I’ve got to admit: there are days when I wish I could lower the “cone of silence” and get some work done in the office!

It’s not that I don’t like conversing with my neighbors or enjoy our open office design, but there are times when the bouquet of interesting distractions around me make it difficult to stay in a groove and crank out some complex analysis. As a workplace design practitioner, I know I’m not alone in my community of office dwellers whose strong need to control acoustic and visual privacy is a priority.

Distraction comes in many forms: visual, acoustic, thermal, lighting… even the smell of microwavable popcorn from the nearby kitchenette is enough to disrupt one’s train of thought. It may seem trivial, but there are real consequences to being distracted.
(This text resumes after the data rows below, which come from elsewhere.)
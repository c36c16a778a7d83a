//! Ring topology shared by both arbiters.
//!
//! Fork `i` sits between worker `i` and worker `(i + 1) % R`, so worker `i` eats
//! with forks `i` (its left fork) and `(i + 1) % R` (its right fork), and its
//! neighbours are `(i + R - 1) % R` and `(i + 1) % R`.

use std::fmt;

use serde::{Deserialize, Serialize};

/// Identity of one worker ("philosopher") in the ring.
#[derive(Debug, Clone, Copy, PartialEq, Eq, Hash, PartialOrd, Ord, Serialize, Deserialize)]
#[serde(transparent)]
pub struct WorkerId(pub usize);

impl WorkerId {
    #[must_use]
    pub const fn as_usize(self) -> usize {
        self.0
    }
}

impl fmt::Display for WorkerId {
    fn fmt(&self, f: &mut fmt::Formatter<'_>) -> fmt::Result {
        write!(f, "{}", self.0)
    }
}

/// Identity of one fork in the ring.
#[derive(Debug, Clone, Copy, PartialEq, Eq, Hash, PartialOrd, Ord, Serialize, Deserialize)]
#[serde(transparent)]
pub struct ResourceId(pub usize);

impl ResourceId {
    #[must_use]
    pub const fn as_usize(self) -> usize {
        self.0
    }
}

impl fmt::Display for ResourceId {
    fn fmt(&self, f: &mut fmt::Formatter<'_>) -> fmt::Result {
        write!(f, "{}", self.0)
    }
}

/// A ring of `size` workers and `size` forks.
#[derive(Debug, Clone, Copy, PartialEq, Eq)]
pub struct Ring {
    size: usize,
}

impl Ring {
    /// # Panics
    ///
    /// * If `size` is zero
    #[must_use]
    pub const fn new(size: usize) -> Self {
        assert!(size > 0, "a ring needs at least one seat");
        Self { size }
    }

    #[must_use]
    pub const fn size(self) -> usize {
        self.size
    }

    pub fn workers(self) -> impl Iterator<Item = WorkerId> {
        (0..self.size).map(WorkerId)
    }

    #[must_use]
    pub const fn left_neighbor(self, worker: WorkerId) -> WorkerId {
        WorkerId((worker.0 + self.size - 1) % self.size)
    }

    #[must_use]
    pub const fn right_neighbor(self, worker: WorkerId) -> WorkerId {
        WorkerId((worker.0 + 1) % self.size)
    }

    /// The fork a worker reaches for first.
    #[must_use]
    pub const fn left_fork(self, worker: WorkerId) -> ResourceId {
        ResourceId(worker.0 % self.size)
    }

    /// The fork a worker reaches for second.
    #[must_use]
    pub const fn right_fork(self, worker: WorkerId) -> ResourceId {
        ResourceId((worker.0 + 1) % self.size)
    }

    /// Whether two distinct workers share a fork.
    #[must_use]
    pub const fn are_adjacent(self, a: WorkerId, b: WorkerId) -> bool {
        a.0 != b.0 && (self.left_neighbor(a).0 == b.0 || self.right_neighbor(a).0 == b.0)
    }
}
Recent work style studies show that the average knowledge worker spends 25 to 35 percent of their time doing heads down focused work. Once thrown off track, it can take some 23 minutes for a worker to return to the original task, according to Gloria Mark, a professor of informatics at the University of California, Irvine who studies distraction.

A Steelcase study recently published in The Harvard Business Review found that “…98 percent of the most highly engaged employees reported that they had ‘the ability to concentrate easily’ in their workplace and that this attribute is a top factor in their satisfaction.” While collaboration, open workplace and flexibility remain the top three desired workplace attributes, lack of privacy is consistently the top cause of lost efficiency reported by respondents from our Post-occupancy Evaluations. Metrics like these prove that the sanctity of the quiet place needs to be preserved!

With the wave of new workplace trends, technologies and mobile work practices, it’s no wonder that knowledge workers everywhere are coveting privacy in their workplace. We have more to do in less time with higher expectations for better outcomes. All the while, we are expected to increase collaboration with co-workers and share knowledge. With this shift in how work is done comes a corresponding shift in where it is done, which tools are used and who we need to interact with. This is why an office filled with only open bench-style seating doesn’t always cut it for workers who need time and space to focus. The best way forward is to provide a choice of settings for workers to do the variety of activities required during the day.

In addition to designing workplaces, my job includes researching and analyzing the fit between the environment and socio-cultural behavior as well as socio-spatial relationships. Maybe I know too much about this topic to be able to block out the distractions around me?

Read more about the importance of quiet in Retrofit magazine.

Image 1—© Creator: Phil Whitehouse
New office 
Overview of the new office for The Team.
https://www.flickr.com/photos/philliecasablanca/3344142642/
Taken on March 10, 2009​

Image 2—© Creator: ​Seattle Municipal Archives
Engineers working on plans, 1959 
Item 61603, Engineering Department Photographic Negatives (Record Series 2613-07), Seattle Municipal Archives.
https://www.flickr.com/photos/seattlemunicipalarchives/4427186175
Taken on June 23, 1959​

Reader Comments (10)

I think this is a great point and building space for the styles of work, providing the options for space type, AND having the space you need available when you need it is important! (I run into the lack of available space for what I need in the Chicago office a lot, and find myself standing in the hall outside of the office taking a client phone call, not ideal, but the space was not available). We value all the research you do Allison and looking forward to suggestions on best way to solve this fundamental problem for ourselves and our clients.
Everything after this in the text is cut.